Good luck - we can't see your dog, so can't really give a very good recommendation. But stick around!


----------



## carmspack (Feb 2, 2011)

only my opinion , but I also would not do it. This is not minor surgery for even a young dog . I would throw anti inflammatories, MSM, Glucosamine, Chondroitin , into the diet . Surgery is an ordeal . Tissue regeneration is significantly lowered with age . I would give the best life for the time remaining , best food, best beneficial supplements . You can give MSM topically as it is absorbed into the skin. There are some sports formulaes which have cayenne or essential peppermint or lavender oil which are soothing . (good for muslce aches and sprains and carpal tunnel syndrome). Of course there is the old aspirin stand by for the bad days.
Good luck in making your decision.

Carmen
Carmspack Working German Shepherd Dogs


----------



## Good_Karma (Jun 28, 2009)

We had a THR done on our GSD mix when she was just over ONE year old. It was a very major surgery. Four months of VERY limited exercise (which would really impact the muscle tone on an older dog), and another 8 months before she could resume all her normal activities.

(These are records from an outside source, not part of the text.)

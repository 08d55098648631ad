//! Infrastructure layer.

pub mod database;
pub mod notification;

#[cfg(any(test, feature = "memory"))]
pub use self::database::{memory, Memory};
#[cfg(feature = "postgres")]
pub use self::database::{postgres, Postgres};
pub use self::{database::Database, notification::Notifier};
//! [`NonTx`] client definitions.

use tokio_postgres::{types::ToSql, Row, ToStatement};
use tracerr::Traced;

use crate::infra::database::{
    self,
    postgres::{self, connection, Connection},
};

/// Postgres client running every statement in its own implicit transaction.
///
/// A pooled [`Connection`] is checked out per statement and returned to the
/// [`connection::Pool`] right after it.
#[derive(Clone, Debug)]
pub struct NonTx {
    /// Shared [`connection::Pool`].
    pub(crate) pool: connection::Pool,
}

impl NonTx {
    /// Wraps the provided [`connection::Pool`].
    #[must_use]
    pub(crate) fn from_pool(pool: connection::Pool) -> Self {
        Self { pool }
    }

    /// Checks out a pooled [`Connection`].
    ///
    /// # Errors
    ///
    /// If the [`connection::Pool`] is exhausted or cannot connect.
    pub(crate) async fn connection(
        &self,
    ) -> Result<connection::NonTx, Traced<database::Error>> {
        self.pool
            .get()
            .await
            .map_err(tracerr::from_and_wrap!(=> postgres::Error))
            .map_err(tracerr::map_from)
    }
}

impl Connection for NonTx {
    async fn query<T>(
        &self,
        stmt: &T,
        params: &[&(dyn ToSql + Sync)],
    ) -> Result<Vec<Row>, Traced<database::Error>>
    where
        T: ToStatement + ?Sized,
    {
        let conn = self.connection().await.map_err(tracerr::wrap!())?;
        conn.query(stmt, params).await.map_err(tracerr::wrap!())
    }

    async fn query_opt<T>(
        &self,
        stmt: &T,
        params: &[&(dyn ToSql + Sync)],
    ) -> Result<Option<Row>, Traced<database::Error>>
    where
        T: ToStatement + ?Sized,
    {
        let conn = self.connection().await.map_err(tracerr::wrap!())?;
        conn.query_opt(stmt, params).await.map_err(tracerr::wrap!())
    }

    async fn exec<T>(
        &self,
        stmt: &T,
        params: &[&(dyn ToSql + Sync)],
    ) -> Result<u64, Traced<database::Error>>
    where
        T: ToStatement + ?Sized,
    {
        let conn = self.connection().await.map_err(tracerr::wrap!())?;
        conn.exec(stmt, params).await.map_err(tracerr::wrap!())
    }
}
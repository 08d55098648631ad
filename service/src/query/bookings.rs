//! [`Query`] collection related to multiple [`Booking`]s.

use common::operations::By;

use crate::read;
#[cfg(doc)]
use crate::{domain::Booking, Query};

use super::DatabaseQuery;

/// Queries a list of [`Booking`]s, the newest first.
pub type List = DatabaseQuery<
    By<Vec<read::booking::Details>, read::booking::list::Filter>,
>;
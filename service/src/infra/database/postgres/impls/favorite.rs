//! [`Favorite`]-related [`Database`] implementations.

use common::operations::{By, Delete, Insert, Select};
use tracerr::Traced;

use crate::{
    domain::{customer, favorite, Favorite},
    infra::{
        database::{self, postgres::Connection, Postgres},
        Database,
    },
    read,
};

use super::{
    city_columns, hotel::summary_from, hotel_columns, hotel_summary_select,
};

impl<C> Database<Insert<Favorite>> for Postgres<C>
where
    C: Connection,
{
    type Ok = ();
    type Err = Traced<database::Error>;

    async fn execute(
        &self,
        Insert(favorite): Insert<Favorite>,
    ) -> Result<Self::Ok, Self::Err> {
        let Favorite {
            customer_id,
            hotel_id,
            added_at,
        } = favorite;

        const SQL: &str = "\
            INSERT INTO favorites (customer_id, hotel_id, added_at) \
            VALUES ($1::UUID, $2::UUID, $3::TIMESTAMPTZ) \
            ON CONFLICT (customer_id, hotel_id) DO NOTHING";
        self.exec(SQL, &[&customer_id, &hotel_id, &added_at])
            .await
            .map_err(tracerr::wrap!())
            .map(drop)
    }
}

impl<C> Database<Delete<By<Favorite, favorite::Key>>> for Postgres<C>
where
    C: Connection,
{
    type Ok = ();
    type Err = Traced<database::Error>;

    async fn execute(
        &self,
        Delete(by): Delete<By<Favorite, favorite::Key>>,
    ) -> Result<Self::Ok, Self::Err> {
        let favorite::Key {
            customer_id,
            hotel_id,
        } = by.into_inner();

        const SQL: &str = "\
            DELETE FROM favorites \
            WHERE customer_id = $1::UUID \
              AND hotel_id = $2::UUID";
        self.exec(SQL, &[&customer_id, &hotel_id])
            .await
            .map_err(tracerr::wrap!())
            .map(drop)
    }
}

impl<C> Database<Select<By<Vec<read::hotel::Summary>, customer::Id>>>
    for Postgres<C>
where
    C: Connection,
{
    type Ok = Vec<read::hotel::Summary>;
    type Err = Traced<database::Error>;

    async fn execute(
        &self,
        Select(by): Select<By<Vec<read::hotel::Summary>, customer::Id>>,
    ) -> Result<Self::Ok, Self::Err> {
        let customer_id = by.into_inner();

        const SQL: &str = concat!(
            hotel_summary_select!(),
            " WHERE h.id IN (\
                SELECT f.hotel_id FROM favorites f \
                WHERE f.customer_id = $1::UUID\
             ) \
             ORDER BY h.star_rating DESC, h.id ASC",
        );
        Ok(self
            .query(SQL, &[&customer_id])
            .await
            .map_err(tracerr::wrap!())?
            .iter()
            .map(summary_from)
            .collect())
    }
}
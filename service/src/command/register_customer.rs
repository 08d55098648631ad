//! [`Command`] for registering a new [`Customer`].

use common::{
    operations::{By, Commit, Insert, Select, Transact, Transacted},
    DateTime,
};
use derive_more::{Display, Error, From};
use secrecy::{ExposeSecret, SecretBox};
use tracerr::Traced;

use crate::{
    domain::{
        contact,
        customer::{self, PasswordHash},
        Customer,
    },
    infra::{database, Database},
    Classify, ErrorKind, Service,
};

use super::Command;

/// [`Command`] for registering a new [`Customer`].
#[derive(Clone, Debug)]
pub struct RegisterCustomer {
    /// First name of a new [`Customer`].
    pub first_name: customer::Name,

    /// Last name of a new [`Customer`].
    pub last_name: customer::Name,

    /// Email address of a new [`Customer`].
    pub email: contact::Email,

    /// Phone number of a new [`Customer`].
    pub phone: Option<contact::Phone>,

    /// Password of a new [`Customer`].
    pub password: SecretBox<customer::Password>,
}

impl<Db, Ntf> Command<RegisterCustomer> for Service<Db, Ntf>
where
    Db: for<'l> Database<
            Select<By<Option<Customer>, &'l contact::Email>>,
            Ok = Option<Customer>,
            Err = Traced<database::Error>,
        > + Database<Transact, Err = Traced<database::Error>>,
    Transacted<Db>: Database<Insert<Customer>, Err = Traced<database::Error>>
        + Database<Commit, Err = Traced<database::Error>>,
{
    type Ok = Customer;
    type Err = Traced<ExecutionError>;

    #[tracing::instrument(skip_all)]
    async fn execute(
        &self,
        cmd: RegisterCustomer,
    ) -> Result<Self::Ok, Self::Err> {
        use ExecutionError as E;

        let RegisterCustomer {
            first_name,
            last_name,
            email,
            phone,
            password,
        } = cmd;

        if self
            .database()
            .execute(Select(By::<Option<Customer>, _>::new(&email)))
            .await
            .map_err(tracerr::map_from_and_wrap!(=> E))?
            .is_some()
        {
            return Err(tracerr::new!(E::EmailOccupied(email)));
        }

        let password_hash = PasswordHash::new(password.expose_secret())
            .map_err(tracerr::from_and_wrap!(=> E))?;

        let customer = Customer {
            id: customer::Id::new(),
            first_name,
            last_name,
            email,
            phone,
            password_hash,
            created_at: DateTime::now().coerce(),
        };

        let tx = self
            .database()
            .execute(Transact)
            .await
            .map_err(tracerr::map_from_and_wrap!(=> E))?;

        tx.execute(Insert(customer.clone()))
            .await
            .map_err(|e| {
                if e.as_ref().is_violation_of(database::CUSTOMERS_EMAIL_KEY) {
                    tracerr::new!(E::EmailOccupied(customer.email.clone()))
                } else {
                    tracerr::map_from(e)
                }
            })
            .map_err(tracerr::wrap!())
            .map(drop)?;

        tx.execute(Commit)
            .await
            .map_err(tracerr::map_from_and_wrap!(=> E))
            .map(drop)?;

        tracing::info!(customer.id = %customer.id, "`Customer` registered");

        Ok(customer)
    }
}

/// Error of [`RegisterCustomer`] [`Command`] execution.
#[derive(Debug, Display, Error, From)]
pub enum ExecutionError {
    /// [`Database`] error.
    #[display("`Database` operation failed: {_0}")]
    #[from]
    Db(database::Error),

    /// Email address is registered by another [`Customer`] already.
    #[display("Email `{_0}` is already registered")]
    EmailOccupied(#[error(not(source))] contact::Email),

    /// Failed to hash the password.
    #[display("Failed to hash the password: {_0}")]
    #[from]
    PasswordHash(argon2::password_hash::Error),
}

impl Classify for ExecutionError {
    fn kind(&self) -> ErrorKind {
        match self {
            Self::Db(e) => e.kind(),
            Self::EmailOccupied(_) => ErrorKind::InvalidState,
            Self::PasswordHash(_) => ErrorKind::Unclassified,
        }
    }
}

#[cfg(test)]
mod spec {
    use secrecy::SecretBox;

    use crate::{
        domain::{contact, customer},
        test, Classify as _, Command as _, ErrorKind,
    };

    use super::{ExecutionError, RegisterCustomer};

    fn cmd(email: &str) -> RegisterCustomer {
        RegisterCustomer {
            first_name: customer::Name::new("Tamar").unwrap(),
            last_name: customer::Name::new("Kapanadze").unwrap(),
            email: contact::Email::new(email).unwrap(),
            phone: None,
            password: SecretBox::new(Box::new(
                customer::Password::new("Secret123!").unwrap(),
            )),
        }
    }

    #[tokio::test]
    async fn registers_customer_with_hashed_password() {
        let svc = test::service();

        let customer = svc.execute(cmd("tamar@example.com")).await.unwrap();

        assert_eq!(
            AsRef::<str>::as_ref(&customer.email),
            "tamar@example.com",
        );
        assert!(customer
            .password_hash
            .verify(&customer::Password::new("Secret123!").unwrap())
            .unwrap());
    }

    #[tokio::test]
    async fn rejects_occupied_email() {
        let svc = test::service();
        _ = svc.execute(cmd("tamar@example.com")).await.unwrap();

        let err = svc.execute(cmd("Tamar@Example.com")).await.unwrap_err();

        assert!(matches!(err.as_ref(), ExecutionError::EmailOccupied(_)));
        assert_eq!(err.kind(), ErrorKind::InvalidState);
    }
}
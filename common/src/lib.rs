//! Value types and abstractions shared by the hotel booking service and its
//! Web API.
//!
//! List of available Cargo features:
#![doc = document_features::document_features!()]
#![deny(
    nonstandard_style,
    rust_2018_idioms,
    rustdoc::all,
    trivial_casts,
    trivial_numeric_casts,
    unsafe_code
)]
#![forbid(non_ascii_idents)]
#![warn(
    clippy::allow_attributes,
    clippy::allow_attributes_without_reason,
    clippy::pedantic,
    clippy::wildcard_enum_match_arm,
    deprecated_in_future,
    missing_copy_implementations,
    missing_debug_implementations,
    missing_docs,
    unreachable_pub,
    unused_crate_dependencies,
    unused_import_braces,
    unused_labels,
    unused_lifetimes,
    unused_qualifications,
    unused_results
)]

pub mod date;
pub mod datetime;
pub mod handler;
mod kind;
pub mod money;
pub mod operations;
pub mod pagination;
pub mod unit;

pub use self::{
    date::Date,
    datetime::{DateTime, DateTimeOf},
    handler::Handler,
    money::Money,
};

#[doc(hidden)]
pub mod private {
    //! Private definitions used by macros.

    #[cfg(feature = "postgres")]
    pub use postgres_types;
    #[cfg(feature = "serde")]
    pub use serde;
    pub use strum;

    /// Error returned by Postgres conversions.
    #[cfg(feature = "postgres")]
    pub type BoxError =
        Box<dyn std::error::Error + Send + Sync + 'static>;
}
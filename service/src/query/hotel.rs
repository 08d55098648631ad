//! [`Query`] collection related to a single [`Hotel`].

use common::operations::By;

use crate::{
    domain::{hotel, Hotel},
    read,
};
#[cfg(doc)]
use crate::Query;

use super::DatabaseQuery;

/// Queries a [`Hotel`] by its [`hotel::Id`].
pub type ById = DatabaseQuery<By<Option<Hotel>, hotel::Id>>;

/// Queries a [`Hotel`] with its city and rooms by its [`hotel::Id`].
pub type Details = DatabaseQuery<By<Option<read::hotel::Details>, hotel::Id>>;
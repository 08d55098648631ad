//! Tags telling what a [`DateTimeOf`] stands for.
//!
//! [`DateTimeOf`]: crate::DateTimeOf

/// Moment something was created at.
#[derive(Clone, Copy, Debug)]
pub struct Creation;

/// Moment something stops being valid at.
#[derive(Clone, Copy, Debug)]
pub struct Expiration;
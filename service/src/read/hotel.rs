//! [`Hotel`]-related read definitions.

use common::Money;

use crate::domain::{City, Hotel};

use super::room;

/// [`Hotel`] as it appears in search results.
#[derive(Clone, Debug)]
pub struct Summary {
    /// [`Hotel`] itself.
    pub hotel: Hotel,

    /// [`City`] the [`Hotel`] is located in.
    pub city: City,

    /// The lowest nightly price among the [`Hotel`]'s rooms.
    ///
    /// [`None`] if the [`Hotel`] has no rooms.
    pub min_price: Option<Money>,
}

impl Summary {
    /// Creates a new [`Summary`] of the provided [`Hotel`] and its `rooms`.
    #[must_use]
    pub fn new(hotel: Hotel, city: City, rooms: &[room::Details]) -> Self {
        Self {
            hotel,
            city,
            min_price: rooms
                .iter()
                .map(|r| r.room_type.base_price)
                .min_by(|a, b| a.amount.cmp(&b.amount)),
        }
    }
}

/// [`Hotel`] with all its rooms.
#[derive(Clone, Debug)]
pub struct Details {
    /// [`Hotel`] itself.
    pub hotel: Hotel,

    /// [`City`] the [`Hotel`] is located in.
    pub city: City,

    /// Rooms of the [`Hotel`], ordered by their numbers.
    pub rooms: Vec<room::Details>,
}

pub mod search {
    //! [`Hotel`]s search definitions.

    use std::{cmp::Ordering, str::FromStr as _};

    use common::pagination::{self, Order};
    use rust_decimal::Decimal;
    use strum::{Display, EnumString};

    use crate::{
        domain::{
            amenity, city,
            hotel::StarRating,
            room_type::{self, Capacity},
        },
        read::room,
    };
    #[cfg(doc)]
    use crate::domain::Hotel;

    use super::Summary;

    /// Default number of [`Hotel`]s on a [`Page`].
    pub const DEFAULT_PAGE_SIZE: u32 = 10;

    /// Arguments of a [`Page`] selection.
    pub type Arguments = pagination::Arguments;

    /// Page of found [`Hotel`]s.
    pub type Page = pagination::Page<Summary>;

    /// Selector of a [`Page`].
    pub type Selector = pagination::Selector<Filter, Sort>;

    /// Filter of [`Hotel`]s search.
    ///
    /// Every provided criterion must hold. Room-related criteria are
    /// existential: a [`Hotel`] matches if any of its rooms does, and each
    /// criterion may be satisfied by a different room.
    #[derive(Clone, Debug, Default)]
    pub struct Filter {
        /// ID of the city to search [`Hotel`]s in.
        pub city_id: Option<city::Id>,

        /// Minimal [`StarRating`] of a [`Hotel`].
        pub min_stars: Option<StarRating>,

        /// Maximal [`StarRating`] of a [`Hotel`].
        pub max_stars: Option<StarRating>,

        /// A room must cost at least this amount per night.
        pub min_price: Option<Decimal>,

        /// A room must cost at most this amount per night.
        pub max_price: Option<Decimal>,

        /// A room must have at least one of these amenities.
        pub amenities: Vec<amenity::Id>,

        /// An open room must host at least this number of guests.
        pub guests: Option<Capacity>,

        /// An open room must be of this room type.
        pub room_type_id: Option<room_type::Id>,
    }

    impl Filter {
        /// Checks whether the provided [`Hotel`] [`Summary`] with its `rooms`
        /// matches this [`Filter`].
        #[must_use]
        pub fn matches(
            &self,
            summary: &Summary,
            rooms: &[room::Details],
        ) -> bool {
            let hotel = &summary.hotel;
            let price = |r: &room::Details| r.room_type.base_price.amount;

            self.city_id.map_or(true, |id| hotel.city_id == id)
                && self.min_stars.map_or(true, |s| hotel.star_rating >= s)
                && self.max_stars.map_or(true, |s| hotel.star_rating <= s)
                && self
                    .min_price
                    .map_or(true, |p| rooms.iter().any(|r| price(r) >= p))
                && self
                    .max_price
                    .map_or(true, |p| rooms.iter().any(|r| price(r) <= p))
                && (self.amenities.is_empty()
                    || rooms.iter().any(|r| {
                        r.room
                            .amenities
                            .iter()
                            .any(|a| self.amenities.contains(a))
                    }))
                && self.guests.map_or(true, |g| {
                    rooms.iter().any(|r| {
                        r.room.is_available && r.room_type.capacity.fits(g)
                    })
                })
                && self.room_type_id.map_or(true, |id| {
                    rooms
                        .iter()
                        .any(|r| r.room.is_available && r.room.type_id == id)
                })
        }
    }

    /// Key to sort found [`Hotel`]s by.
    #[derive(
        Clone, Copy, Debug, Default, Display, EnumString, Eq, Hash, PartialEq,
    )]
    #[strum(serialize_all = "lowercase", ascii_case_insensitive)]
    pub enum SortBy {
        /// Sort by [`StarRating`].
        #[default]
        Rating,

        /// Sort by the lowest nightly room price, [`Hotel`]s without rooms
        /// go last.
        Price,

        /// Sort by name.
        Name,
    }

    impl SortBy {
        /// Parses a [`SortBy`] falling back to the [`SortBy::Rating`] for
        /// unknown keys.
        #[must_use]
        pub fn parse_or_default(key: &str) -> Self {
            Self::from_str(key.trim()).unwrap_or_default()
        }
    }

    /// Sorting of found [`Hotel`]s.
    #[derive(Clone, Copy, Debug, Eq, Hash, PartialEq)]
    pub struct Sort {
        /// Key to sort by.
        pub by: SortBy,

        /// [`Order`] to sort in.
        pub order: Order,
    }

    impl Default for Sort {
        fn default() -> Self {
            Self {
                by: SortBy::Rating,
                order: Order::Descending,
            }
        }
    }

    impl Sort {
        /// Compares the provided [`Summary`]s according to this [`Sort`].
        ///
        /// Ties are broken by [`Hotel`] IDs in ascending order, so the
        /// resulting order is total and stable across pages.
        #[must_use]
        pub fn compare(&self, a: &Summary, b: &Summary) -> Ordering {
            let by_key = match self.by {
                SortBy::Rating => self
                    .order
                    .apply(a.hotel.star_rating.cmp(&b.hotel.star_rating)),
                SortBy::Name => {
                    self.order.apply(a.hotel.name.cmp(&b.hotel.name))
                }
                SortBy::Price => {
                    match (a.min_price.as_ref(), b.min_price.as_ref()) {
                        (Some(a), Some(b)) => {
                            self.order.apply(a.amount.cmp(&b.amount))
                        }
                        (Some(_), None) => Ordering::Less,
                        (None, Some(_)) => Ordering::Greater,
                        (None, None) => Ordering::Equal,
                    }
                }
            };
            by_key.then_with(|| a.hotel.id.cmp(&b.hotel.id))
        }
    }
}

pub mod recommended {
    //! Definitions of [`Hotel`]s recommended to a customer.

    use std::{cmp::Ordering, collections::HashSet};

    use common::pagination::Order;

    use crate::domain::{city, customer, Hotel};

    use super::{
        search::{Sort, SortBy},
        Summary,
    };

    /// Default number of recommended [`Hotel`]s.
    pub const DEFAULT_COUNT: u32 = 5;

    /// Selector of recommended [`Hotel`]s.
    #[derive(Clone, Copy, Debug)]
    pub struct Selector {
        /// ID of the customer to recommend [`Hotel`]s to.
        pub customer_id: customer::Id,

        /// Maximum number of [`Hotel`]s to recommend.
        pub count: u32,
    }

    /// Taste of a customer, inferred from the [`Hotel`]s they booked.
    #[derive(Clone, Debug)]
    pub struct Preferences {
        /// Cities the customer stayed in.
        cities: HashSet<city::Id>,

        /// Sum of star ratings over all the bookings.
        stars_sum: i64,

        /// Number of bookings.
        bookings: i64,
    }

    impl Preferences {
        /// Infers [`Preferences`] from the [`Hotel`]s of the customer's
        /// bookings, one entry per booking.
        ///
        /// [`None`] if the customer has never booked anything.
        #[must_use]
        pub fn new<'h>(
            booked: impl IntoIterator<Item = &'h Hotel>,
        ) -> Option<Self> {
            let mut prefs = Self {
                cities: HashSet::new(),
                stars_sum: 0,
                bookings: 0,
            };
            for hotel in booked {
                _ = prefs.cities.insert(hotel.city_id);
                prefs.stars_sum += i64::from(i16::from(hotel.star_rating));
                prefs.bookings += 1;
            }
            (prefs.bookings > 0).then_some(prefs)
        }

        /// Checks whether the provided [`Hotel`] is located in a city the
        /// customer stayed in, and is rated within one star of the average
        /// rating of their bookings.
        #[must_use]
        pub fn matches(&self, hotel: &Hotel) -> bool {
            let stars = i64::from(i16::from(hotel.star_rating));

            // Compared scaled by the number of bookings to stay integral.
            self.cities.contains(&hotel.city_id)
                && (stars * self.bookings - self.stars_sum).abs()
                    <= self.bookings
        }
    }

    /// Orders recommended [`Hotel`]s: the highest rated first, ties broken
    /// by [`Hotel`] IDs.
    #[must_use]
    pub fn compare(a: &Summary, b: &Summary) -> Ordering {
        Sort {
            by: SortBy::Rating,
            order: Order::Descending,
        }
        .compare(a, b)
    }
}
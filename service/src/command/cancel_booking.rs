//! [`Command`] for cancelling a [`Booking`].

use common::operations::{
    By, Commit, Lock, Notify, Select, Transact, Transacted, Update,
};
use derive_more::{Display, Error, From};
use tracerr::Traced;

use crate::{
    domain::{booking, Booking},
    infra::{
        database,
        notification::{self, Event},
        Database, Notifier,
    },
    Classify, ErrorKind, Service,
};

use super::Command;

/// [`Command`] for cancelling a [`Booking`].
#[derive(Clone, Copy, Debug)]
pub struct CancelBooking {
    /// ID of the [`Booking`] to be cancelled.
    pub booking_id: booking::Id,
}

impl<Db, Ntf> Command<CancelBooking> for Service<Db, Ntf>
where
    Db: Database<Transact, Err = Traced<database::Error>>,
    Transacted<Db>: Database<
            Lock<By<Booking, booking::Id>>,
            Err = Traced<database::Error>,
        > + Database<
            Select<By<Option<Booking>, booking::Id>>,
            Ok = Option<Booking>,
            Err = Traced<database::Error>,
        > + Database<Update<Booking>, Err = Traced<database::Error>>
        + Database<Commit, Err = Traced<database::Error>>,
    Ntf: Notifier<
        Notify<Event>,
        Ok = (),
        Err = Traced<notification::Error>,
    >,
{
    type Ok = Booking;
    type Err = Traced<ExecutionError>;

    #[tracing::instrument(skip_all, fields(booking.id = %cmd.booking_id))]
    async fn execute(
        &self,
        cmd: CancelBooking,
    ) -> Result<Self::Ok, Self::Err> {
        use booking::Status as S;
        use ExecutionError as E;

        let CancelBooking { booking_id } = cmd;

        let tx = self
            .database()
            .execute(Transact)
            .await
            .map_err(tracerr::map_from_and_wrap!(=> E))?;

        // Avoid concurrent status changes.
        tx.execute(Lock(By::new(booking_id)))
            .await
            .map_err(tracerr::map_from_and_wrap!(=> E))
            .map(drop)?;

        let mut booking = tx
            .execute(Select(By::<Option<Booking>, _>::new(booking_id)))
            .await
            .map_err(tracerr::map_from_and_wrap!(=> E))?
            .ok_or(E::BookingNotExists(booking_id))
            .map_err(tracerr::wrap!())?;

        booking
            .transition(S::Cancelled)
            .map_err(|e| match e.from {
                S::Cancelled => E::AlreadyCancelled(booking_id),
                S::Confirmed | S::Paid => E::AlreadyPaid(booking_id),
            })
            .map_err(tracerr::wrap!())?;

        tx.execute(Update(booking.clone()))
            .await
            .map_err(tracerr::map_from_and_wrap!(=> E))
            .map(drop)?;

        tx.execute(Commit)
            .await
            .map_err(tracerr::map_from_and_wrap!(=> E))
            .map(drop)?;

        self.notify(Event::BookingCancelled(booking.clone())).await;

        Ok(booking)
    }
}

/// Error of [`CancelBooking`] [`Command`] execution.
#[derive(Debug, Display, Error, From)]
pub enum ExecutionError {
    /// [`Booking`] is cancelled already.
    #[display("`Booking(id: {_0})` is already cancelled")]
    AlreadyCancelled(#[error(not(source))] booking::Id),

    /// [`Booking`] is paid, so cannot be cancelled.
    #[display("`Booking(id: {_0})` is already paid")]
    AlreadyPaid(#[error(not(source))] booking::Id),

    /// [`Booking`] with the provided ID does not exist.
    #[display("`Booking(id: {_0})` does not exist")]
    BookingNotExists(#[error(not(source))] booking::Id),

    /// [`Database`] error.
    #[display("`Database` operation failed: {_0}")]
    #[from]
    Db(database::Error),
}

impl Classify for ExecutionError {
    fn kind(&self) -> ErrorKind {
        match self {
            Self::AlreadyCancelled(_) | Self::AlreadyPaid(_) => {
                ErrorKind::InvalidState
            }
            Self::BookingNotExists(_) => ErrorKind::NotFound,
            Self::Db(e) => e.kind(),
        }
    }
}

#[cfg(test)]
mod spec {
    use common::operations::{By, Select};

    use crate::{
        command::{CreateBooking, UpdateBookingStatus},
        domain::{booking, Booking},
        infra::{notification::Event, Database as _},
        test::{self, date, usd},
        Classify as _, Command as _, ErrorKind,
    };

    use super::{CancelBooking, ExecutionError};

    async fn book(svc: &test::TestService) -> Booking {
        let city = test::city(svc, "Kutaisi").await;
        let hotel = test::hotel(svc, &city, "Old Town", 3).await;
        let room_type = test::room_type(svc, usd(100), 2).await;
        let room = test::room(svc, &hotel, &room_type, &[]).await;
        let customer =
            test::customer(svc, "ana@example.com", "Secret123!").await;
        svc.execute(CreateBooking {
            customer_id: customer.id,
            room_id: room.id,
            check_in: date("2025-01-05"),
            check_out: date("2025-01-08"),
        })
        .await
        .unwrap()
    }

    #[tokio::test]
    async fn cancels_only_once() {
        let svc = test::service();
        let booking = book(&svc).await;

        let cancelled = svc
            .execute(CancelBooking {
                booking_id: booking.id,
            })
            .await
            .unwrap();
        assert_eq!(cancelled.status, booking::Status::Cancelled);
        assert!(matches!(
            svc.notifier().events().last(),
            Some(Event::BookingCancelled(b)) if b.id == booking.id,
        ));

        let err = svc
            .execute(CancelBooking {
                booking_id: booking.id,
            })
            .await
            .unwrap_err();
        assert!(matches!(err.as_ref(), ExecutionError::AlreadyCancelled(_)));
        assert_eq!(err.kind(), ErrorKind::InvalidState);

        let stored = svc
            .database()
            .execute(Select(By::<Option<Booking>, _>::new(booking.id)))
            .await
            .unwrap();
        assert_eq!(stored.unwrap().status, booking::Status::Cancelled);
    }

    #[tokio::test]
    async fn cancelled_booking_frees_room() {
        let svc = test::service();
        let booking = book(&svc).await;

        _ = svc
            .execute(CancelBooking {
                booking_id: booking.id,
            })
            .await
            .unwrap();

        let rebooked = svc
            .execute(CreateBooking {
                customer_id: booking.customer_id,
                room_id: booking.room_id,
                check_in: date("2025-01-06"),
                check_out: date("2025-01-10"),
            })
            .await
            .unwrap();
        assert_eq!(rebooked.total_price, usd(400));
    }

    #[tokio::test]
    async fn refuses_paid_and_unknown_bookings() {
        let svc = test::service();
        let booking = book(&svc).await;
        _ = svc
            .execute(UpdateBookingStatus {
                booking_id: booking.id,
                status: booking::Status::Paid,
            })
            .await
            .unwrap();

        let err = svc
            .execute(CancelBooking {
                booking_id: booking.id,
            })
            .await
            .unwrap_err();
        assert!(matches!(err.as_ref(), ExecutionError::AlreadyPaid(_)));
        assert_eq!(err.kind(), ErrorKind::InvalidState);

        let err = svc
            .execute(CancelBooking {
                booking_id: booking::Id::new(),
            })
            .await
            .unwrap_err();
        assert_eq!(err.kind(), ErrorKind::NotFound);
    }
}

If you have an orthopedic surgeon telling you to go ahead and get a THR done, try to find a second opinion. It is just a huge surgery for an older dog, with a year-long recovery. 

Good luck. It's a tough decision to make.


----------



## debdeb (Mar 2, 2011)

*hip disp 10 year old gsd*

my dog with the bad hips that is 10 years old- we are currently giving him all the medicines i think we can give (glu, aspirin, vit c, arth pills, rubbing him with old wives remedy of wd 40) he can take a few steps then he has to sit, he cant stand long enough to go pee by himself. he is lifted or carted everywhere except in the house, we try to let him walk. his xray shows 1 side very poor and the other not too well. his blood work came back like that of a puppy (very good), so having a hard time deciding about this. thanks for all your input :help:


----------



## crboggs (Nov 13, 2010)

We put an elderly (11 yo) dog through major surgery exactly once. It took her about 4 of her remaining 9 months to rehab and recover. We'd have been better off managing her situation and letting her go peacefully rather than putting her through that...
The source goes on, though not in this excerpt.